Furthermore, we have the following expectations for the secondary outcomes between the baseline, 8-week follow-up and 24-week follow-up assessments:

  1. The web-based self-help programme (study arm 1) will be more effective than the self-help manual (study arm 2) at reducing the severity of gambling and gambling-related problems, as measured after the 8 weeks of intervention and at 24-week follow-up.

  2. The web-based self-help programme (study arm 1) will be more effective than the self-help manual (study arm 2) at reducing symptoms of psychopathological comorbidity, as measured after the 8 weeks of intervention and at 24-week follow-up.

  3. The web-based self-help programme (study arm 1) will be more effective than the self-help manual (study arm 2) at reducing alcohol and cigarette use, as measured after the 8 weeks of intervention and at 24-week follow-up.

  4. Participants in study arm 1 will be more satisfied overall with the intervention received than those in study arm 2 after their 8-week intervention.

Intervention

Win Back Control is an automated web-based self-help tool developed by the Swiss Research Institute for Public Health and Addiction (ISGF, www.isgf.ch) to reduce or stop gambling in problem gamblers. The web-based self-help intervention is comprised of a dashboard, a gambling diary and nine modules that were designed to reduce gambling, relying on the principles of motivational interviewing,33 self-control practices and cognitive behavioural therapy.32 The modules stem from previously developed web-based interventions for cannabis and alcohol use39 40 developed by the ISGF, and on the self-help manual ‘Becoming a Winner’, which was written by Hodgins and Makarchuk.41 The core modules (1–5) must be completed in their intended sequence, meaning that finishing each core module unlocks access to the next one. The complimentary modules are designed to address common comorbidity (substance use, anxiety disorders and depression) that are present in some problem gamblers but not all. Complimentary modules will be shown and recommended based on the baseline evaluation, which should reduce the intervention’s complexity. Participants will be encouraged to repeat any modules they feel they need or that they perceive as helpful. Since Win Back Control is considered a medical device, according to EU guidelines 93/42/EWG and 2007/47/EWG, its conformity has been assessed and potential risks have been evaluated. It is now fully Conformité Européenne (CE) certified. The CE certification includes technical documentation (software release, test protocols, software requirements), clinical evaluation and a risk management plan. The following elements of Win Back Control will be used in study arm 1.

Dashboard

The central hub is the dashboard, designed to provide useful information at a quick glance. The dashboard displays the dates of the two follow-up assessments and indicates when they have been completed. The same holds for the individual intervention modules, which, when the corresponding icons are clicked on, will lead participants to the page in the module where they left off, the last time they worked on it. There also is a way for participants to enter gambling data directly from the last 2 weeks, so that a progress graph is displayed. Another feature is an activity planner that lets participants plan an activity for the current week, upload a picture and rate the level of enjoyment they anticipate having prior to the activity, and the level of enjoyment they actually experienced, as rated once they have finished it.

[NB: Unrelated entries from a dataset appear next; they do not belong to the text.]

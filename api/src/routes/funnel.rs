use axum::extract::State;
use axum::{Json, Router, routing::get};

use funnel_core::funnel::Stage;

use crate::state::AppState;

pub fn router() -> Router<AppState> {
    Router::new().route("/api/funnel", get(list_stages))
}

/// Funnel stages in order, each with its checklist template
#[utoipa::path(
    get,
    path = "/api/funnel",
    responses(
        (status = 200, description = "Ordered funnel stages", body = Vec<Stage>)
    ),
    tag = "funnel"
)]
pub async fn list_stages(State(state): State<AppState>) -> Json<Vec<Stage>> {
    Json(state.deals.funnel().stages().to_vec())
}
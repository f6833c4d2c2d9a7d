use axum::extract::FromRequestParts;
use axum::http::header::AUTHORIZATION;
use axum::http::request::Parts;
use chrono::Utc;
use funnel_core::deals::Agent;
use funnel_core::launch::{self, LaunchError};

use crate::error::AppError;
use crate::state::AppState;

const AUTH_DOCS_HINT: &str =
    "Send 'Authorization: tma <initData>' using the launch data the WebApp received.";

/// Agent resolved from the `Authorization: tma <init-data>` header.
///
/// Resolution fails closed: a missing header, a foreign scheme, a bad
/// signature, a stale payload or an unregistered platform id all reject with
/// 401. Agents are only ever created by the bot's /start handler.
#[derive(Debug, Clone)]
pub struct AuthenticatedAgent(pub Agent);

impl FromRequestParts<AppState> for AuthenticatedAgent {
    type Rejection = AppError;

    async fn from_request_parts(
        parts: &mut Parts,
        state: &AppState,
    ) -> Result<Self, Self::Rejection> {
        let header = parts
            .headers
            .get(AUTHORIZATION)
            .and_then(|v| v.to_str().ok())
            .ok_or_else(|| unauthorized("Missing Authorization header"))?;

        let data = launch::strip_scheme(header)
            .and_then(|payload| state.verifier.verify(payload, Utc::now()))
            .map_err(|err| {
                tracing::debug!(error = %err, "launch credential rejected");
                unauthorized_from(err)
            })?;

        let agent = state
            .store
            .find_agent(data.user.id)
            .await?
            .ok_or_else(|| {
                tracing::debug!(telegram_id = data.user.id, "launch credential for unknown agent");
                unauthorized("Unknown agent. Open the bot and send /start first.")
            })?;

        Ok(AuthenticatedAgent(agent))
    }
}

fn unauthorized(message: &str) -> AppError {
    AppError::Unauthorized {
        message: message.to_string(),
        docs_hint: Some(AUTH_DOCS_HINT.to_string()),
    }
}

fn unauthorized_from(err: LaunchError) -> AppError {
    unauthorized(&err.to_string())
}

Figure 2 shows the dashboard implemented in the intervention group 1.

Figure 2.

Figure 2

Dashboard in intervention group 1, gives quick overview over the programme progress.

Self-help intervention modules

There are a total of nine self-help intervention modules, which are depicted on the intervention website’s module overview page (see figure 3), as well as on the dashboard. A short summary of module content is provided in table 2. Participants are encouraged to complete one of the core modules (1–5) each week. As stated earlier, the core modules must be completed in their intended sequence, though users are encouraged to repeat any modules they choose. A red bar in the module-overview indicates any progress they have made within each module; that bar turns green once a user has completed the entire module. The user will be encouraged to complete as many modules as possible.

Figure 3.

Figure 3

Module overview in intervention group 1, separated in core and supplementary modules.

Table 2.

Modules

Module Content
Module 1: the beginning of change and your goal
  • General overview.

  • Introduction to fictional companions.

  • Reflections on personal gambling.

  • Setting a personal reduction goal.

Module 2 : identifying risk situations and goal-achievement strategies
  • Identifying personal high-risk situations.

  • Recognising seemingly irrelevant, but triggering decisions.

  • Strategies to change gambling habits.

  • Resisting gambling in specific situations (eg, situations involving negative emotions).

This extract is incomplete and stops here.